Exercise data:
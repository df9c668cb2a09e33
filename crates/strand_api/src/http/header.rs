//! The `Headers` Web API class over `http::HeaderMap`.
//!
//! Names must be RFC 7230 tokens and values must be free of CR/LF/NUL; both
//! are enforced by the `http` crate's parsers. Iteration observes the
//! sort-and-combine order with `set-cookie` kept uncombined.
//!
//! More information:
//!  - [WHATWG `Headers` specification][spec]
//!
//! [spec]: https://fetch.spec.whatwg.org/#headers-class

use std::{cell::RefCell, collections::BTreeMap, ops::DerefMut};

use boa_engine::{
    builtins, js_string,
    object::{builtins::JsArray, Object},
    value::TryFromJs,
    Context, JsArgs, JsError, JsNativeError, JsObject, JsResult, JsValue,
    NativeFunction,
};
use boa_gc::{empty_trace, Finalize, GcRefMut, Trace};
use http::{header::Entry, HeaderMap, HeaderName, HeaderValue};
use strand_core::{
    iterators::{PairIterable, PairIterableMethods, PairIteratorClass, PairValue},
    native::{
        register_global_class, ClassBuilder, JsNativeObject, NativeClass,
    },
    value::IntoJs,
};

#[derive(Default, Clone)]
pub struct Headers {
    headers: HeaderMap,
    // Sorted-and-combined entries, rebuilt lazily after each mutation.
    cached_iteration: RefCell<Option<Vec<(String, String)>>>,
}

/// https://fetch.spec.whatwg.org/#concept-header-list-sort-and-combine
fn sort_and_combine_headers(headers: &HeaderMap) -> JsResult<Vec<(String, String)>> {
    let mut map: BTreeMap<String, Vec<String>> = BTreeMap::new();

    for key in headers.keys() {
        let values = collect_values(headers.get_all(key))?;
        map.insert(key.to_string(), values);
    }

    let mut entries: Vec<(String, String)> = Vec::default();
    for (key, values) in map.into_iter() {
        if key == "set-cookie" {
            for value in values {
                entries.push((key.clone(), value));
            }
        } else {
            entries.push((key.clone(), values.join(", ")))
        }
    }

    Ok(entries)
}

fn collect_values<'a, T>(iter: T) -> JsResult<Vec<String>>
where
    T: IntoIterator<Item = &'a HeaderValue>,
{
    iter.into_iter()
        .map(|value| value.to_str().map(String::from))
        .collect::<Result<Vec<String>, _>>()
        .map_err(|_| {
            JsError::from_native(JsNativeError::typ().with_message(
                "Failed to convert header value to printable ascii string",
            ))
        })
}

impl Headers {
    pub fn new() -> Self {
        Self::default()
    }

    pub fn from_http_headers(headers: HeaderMap) -> Self {
        Self {
            headers,
            cached_iteration: RefCell::default(),
        }
    }

    pub fn to_http_headers(&self) -> HeaderMap {
        self.headers.clone()
    }

    pub fn contains_key(&self, name: &str) -> bool {
        self.headers.contains_key(name)
    }

    fn clear_cached_iteration(&self) {
        let mut cached_iteration = self.cached_iteration.borrow_mut();
        *cached_iteration = None;
    }

    fn get_cached_iteration(&self) -> JsResult<Vec<(String, String)>> {
        let mut cached_iteration = self.cached_iteration.borrow_mut();
        match cached_iteration.deref_mut() {
            Some(iterable) => Ok(iterable.clone()),
            None => {
                let iterable = sort_and_combine_headers(&self.headers)?;
                *cached_iteration = Some(iterable.clone());
                Ok(iterable)
            }
        }
    }

    /// https://fetch.spec.whatwg.org/#dom-headers-append
    pub fn append(&mut self, name: &str, value: &str) -> JsResult<()> {
        self.clear_cached_iteration();
        self.headers
            .append(str_to_header_name(name)?, str_to_header_value(value)?);
        Ok(())
    }

    /// https://fetch.spec.whatwg.org/#dom-headers-delete
    pub fn remove(&mut self, name: &str) -> JsResult<()> {
        self.clear_cached_iteration();
        let name = str_to_header_name(name)?;
        match self.headers.entry(name) {
            Entry::Occupied(entry) => {
                entry.remove_entry_mult();
                Ok(())
            }
            Entry::Vacant(_) => Ok(()),
        }
    }

    /// https://fetch.spec.whatwg.org/#dom-headers-get
    pub fn get(&self, name: &str) -> JsResult<Option<String>> {
        let name = str_to_header_name(name)?;
        let values = collect_values(self.headers.get_all(name))?;
        if values.is_empty() {
            Ok(None)
        } else {
            Ok(Some(values.join(", ")))
        }
    }

    pub fn get_set_cookie(&self) -> JsResult<Vec<String>> {
        collect_values(self.headers.get_all("set-cookie"))
    }

    /// https://fetch.spec.whatwg.org/#dom-headers-has
    pub fn contains(&self, name: &str) -> JsResult<bool> {
        let name = str_to_header_name(name)?;
        Ok(self.headers.contains_key(&name))
    }

    /// https://fetch.spec.whatwg.org/#dom-headers-set
    pub fn set(&mut self, name: &str, value: &str) -> JsResult<()> {
        self.clear_cached_iteration();
        let name = str_to_header_name(name)?;
        let value = str_to_header_value(value)?;
        self.headers.insert(name, value);
        Ok(())
    }
}

impl Finalize for Headers {}

unsafe impl Trace for Headers {
    empty_trace!();
}

impl From<HeaderMap> for Headers {
    fn from(headers: HeaderMap) -> Self {
        Self::from_http_headers(headers)
    }
}

fn str_to_header_name(name: &str) -> JsResult<HeaderName> {
    HeaderName::try_from(&name.to_ascii_lowercase()).map_err(|_| {
        JsError::from_native(
            JsNativeError::typ().with_message(format!("Invalid header name: {name:?}")),
        )
    })
}

fn str_to_header_value(value: &str) -> JsResult<HeaderValue> {
    HeaderValue::try_from(value.trim()).map_err(|_| {
        JsError::from_native(
            JsNativeError::typ().with_message("Invalid header value"),
        )
    })
}

pub struct HeadersClass;

impl Headers {
    pub fn try_from_js(value: &JsValue) -> JsResult<GcRefMut<'_, Object, Self>> {
        value
            .as_object()
            .and_then(|obj| obj.downcast_mut::<Self>())
            .ok_or_else(|| {
                JsNativeError::typ()
                    .with_message("Failed to convert js value into rust type `Headers`")
                    .into()
            })
    }
}

impl HeadersClass {
    fn append(
        this: &JsValue,
        args: &[JsValue],
        context: &mut Context,
    ) -> JsResult<JsValue> {
        let mut headers = Headers::try_from_js(this)?;
        let name: String = args.get_or_undefined(0).try_js_into(context)?;
        let value: String = args.get_or_undefined(1).try_js_into(context)?;

        headers.append(&name, &value)?;

        Ok(JsValue::undefined())
    }

    fn delete(
        this: &JsValue,
        args: &[JsValue],
        context: &mut Context,
    ) -> JsResult<JsValue> {
        let mut headers = Headers::try_from_js(this)?;
        let name: String = args.get_or_undefined(0).try_js_into(context)?;

        headers.remove(&name)?;

        Ok(JsValue::undefined())
    }

    fn get(
        this: &JsValue,
        args: &[JsValue],
        context: &mut Context,
    ) -> JsResult<JsValue> {
        let headers = Headers::try_from_js(this)?;
        let name: String = args.get_or_undefined(0).try_js_into(context)?;

        Ok(headers.get(&name)?.into_js(context))
    }

    fn get_set_cookie(
        this: &JsValue,
        _args: &[JsValue],
        context: &mut Context,
    ) -> JsResult<JsValue> {
        let headers = Headers::try_from_js(this)?;
        Ok(headers.get_set_cookie()?.into_js(context))
    }

    fn has(
        this: &JsValue,
        args: &[JsValue],
        context: &mut Context,
    ) -> JsResult<JsValue> {
        let headers = Headers::try_from_js(this)?;
        let name: String = args.get_or_undefined(0).try_js_into(context)?;

        Ok(headers.contains(&name)?.into())
    }

    fn set(
        this: &JsValue,
        args: &[JsValue],
        context: &mut Context,
    ) -> JsResult<JsValue> {
        let mut headers = Headers::try_from_js(this)?;
        let name: String = args.get_or_undefined(0).try_js_into(context)?;
        let value: String = args.get_or_undefined(1).try_js_into(context)?;

        headers.set(&name, &value)?;

        Ok(JsValue::undefined())
    }
}

#[derive(Clone, PartialEq, Eq, Hash)]
pub struct HeaderEntry {
    name: String,
    value: String,
}

impl TryFromJs for HeaderEntry {
    fn try_from_js(value: &JsValue, context: &mut Context) -> JsResult<Self> {
        let arr: JsArray = value.try_js_into(context)?;

        let name: String = arr.get(0, context)?.try_js_into(context)?;
        let value: String = arr.get(1, context)?.try_js_into(context)?;

        Ok(Self { name, value })
    }
}

fn js_array_to_header_entries(
    obj: &JsObject,
    context: &mut Context,
) -> JsResult<Vec<HeaderEntry>> {
    let arr = JsArray::from_object(obj.clone())?;

    let mut vec = vec![];

    let length = arr.length(context)?;
    for i in 0..length {
        vec.push(HeaderEntry::try_from_js(&arr.get(i, context)?, context)?)
    }

    Ok(vec)
}

/// The `HeadersInit` union.
///
/// https://fetch.spec.whatwg.org/#typedefdef-headersinit
pub enum HeadersInit {
    New(Vec<HeaderEntry>),
    Existing(Headers),
}

impl Default for HeadersInit {
    fn default() -> Self {
        Self::Existing(Headers::default())
    }
}

impl Headers {
    pub fn from_init(init: HeadersInit) -> JsResult<Headers> {
        match init {
            HeadersInit::New(entries) => {
                let mut headers = Headers::default();
                for entry in entries {
                    headers.append(&entry.name, &entry.value)?
                }
                Ok(headers)
            }
            HeadersInit::Existing(headers) => Ok(headers),
        }
    }
}

impl TryFromJs for HeadersInit {
    fn try_from_js(value: &JsValue, context: &mut Context) -> JsResult<Self> {
        let obj = value.as_object().ok_or_else(|| {
            JsError::from_native(
                JsNativeError::typ()
                    .with_message("Failed to convert js value into js object"),
            )
        })?;

        if obj.is_array() {
            Ok(Self::New(js_array_to_header_entries(obj, context)?))
        } else if obj.is_native_object() {
            let headers = obj.downcast_ref::<Headers>().ok_or_else(|| {
                JsError::from_native(JsNativeError::typ().with_message(
                    "Failed to convert js object into Rust type `Headers`",
                ))
            })?;

            Ok(Self::Existing(headers.clone()))
        } else {
            let arr = builtins::object::Object::entries(
                &JsValue::undefined(),
                &[value.clone()],
                context,
            )?
            .to_object(context)
            .map_err(|_| {
                JsError::from_native(
                    JsNativeError::typ()
                        .with_message("Expected array from `Object.entries`"),
                )
            })?;

            Ok(Self::New(js_array_to_header_entries(&arr, context)?))
        }
    }
}

impl TryFromJs for Headers {
    fn try_from_js(value: &JsValue, context: &mut Context) -> JsResult<Self> {
        let init: HeadersInit = value.try_js_into(context)?;

        Headers::from_init(init)
    }
}

impl NativeClass for HeadersClass {
    type Instance = Headers;

    const NAME: &'static str = "Headers";

    fn constructor(
        _this: &JsNativeObject<Headers>,
        args: &[JsValue],
        context: &mut Context,
    ) -> JsResult<Headers> {
        match args.get(0) {
            None => Ok(Headers::default()),
            Some(value) if value.is_undefined() => Ok(Headers::default()),
            Some(value) => value.try_js_into(context),
        }
    }

    fn init(class: &mut ClassBuilder<'_, '_>) -> JsResult<()> {
        class
            .method(
                js_string!("append"),
                2,
                NativeFunction::from_fn_ptr(HeadersClass::append),
            )
            .method(
                js_string!("delete"),
                1,
                NativeFunction::from_fn_ptr(HeadersClass::delete),
            )
            .method(
                js_string!("get"),
                1,
                NativeFunction::from_fn_ptr(HeadersClass::get),
            )
            .method(
                js_string!("getSetCookie"),
                0,
                NativeFunction::from_fn_ptr(HeadersClass::get_set_cookie),
            )
            .method(
                js_string!("has"),
                1,
                NativeFunction::from_fn_ptr(HeadersClass::has),
            )
            .method(
                js_string!("set"),
                2,
                NativeFunction::from_fn_ptr(HeadersClass::set),
            );
        PairIterableMethods::<HeadersIteratorClass>::define_pair_iterable_methods(
            class,
        )?;
        Ok(())
    }
}

impl PairIterable for Headers {
    fn pair_iterable_len(&self) -> JsResult<usize> {
        Ok(self.get_cached_iteration()?.len())
    }

    fn pair_iterable_get(
        &self,
        index: usize,
        context: &mut Context,
    ) -> JsResult<PairValue> {
        let cached_iteration = self.get_cached_iteration()?;
        let (key, value) = cached_iteration.get(index).cloned().ok_or_else(|| {
            JsError::from_native(
                JsNativeError::range().with_message("Headers iteration out of bounds"),
            )
        })?;
        Ok(PairValue {
            key: key.into_js(context),
            value: value.into_js(context),
        })
    }
}

pub struct HeadersIteratorClass;

impl PairIteratorClass for HeadersIteratorClass {
    type Iterable = Headers;

    const NAME: &'static str = "Headers Iterator";
}

pub struct HeadersApi;

impl strand_core::Api for HeadersApi {
    fn init(self, context: &mut Context) {
        register_global_class::<HeadersClass>(context)
            .expect("The `Headers` class shouldn't exist yet");
        register_global_class::<HeadersIteratorClass>(context)
            .expect("The `Headers Iterator` class shouldn't exist yet");
    }
}

#[cfg(test)]
mod test {
    use super::Headers;

    #[test]
    fn append_and_combine() {
        let mut headers = Headers::new();
        headers.append("Accept", "text/html").unwrap();
        headers.append("accept", "application/json").unwrap();
        assert_eq!(
            headers.get("ACCEPT").unwrap().unwrap(),
            "text/html, application/json"
        );
    }

    #[test]
    fn invalid_names_and_values_are_rejected() {
        let mut headers = Headers::new();
        assert!(headers.append("bad name", "x").is_err());
        assert!(headers.append("", "x").is_err());
        assert!(headers.append("x-ok", "bad\r\nvalue").is_err());
        assert!(headers.append("x-ok", "bad\0value").is_err());
    }

    #[test]
    fn set_replaces_while_append_accumulates() {
        let mut headers = Headers::new();
        headers.append("x-token", "a").unwrap();
        headers.append("x-token", "b").unwrap();
        headers.set("x-token", "c").unwrap();
        assert_eq!(headers.get("x-token").unwrap().unwrap(), "c");
    }

    #[test]
    fn set_cookie_stays_uncombined() {
        let mut headers = Headers::new();
        headers.append("set-cookie", "a=1").unwrap();
        headers.append("set-cookie", "b=2").unwrap();
        assert_eq!(headers.get_set_cookie().unwrap(), vec!["a=1", "b=2"]);
    }
}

What you should do: Please report the number of lines in the listing that include "HeadersIteratorClass", and add nothing to it.

Solved exercise: 4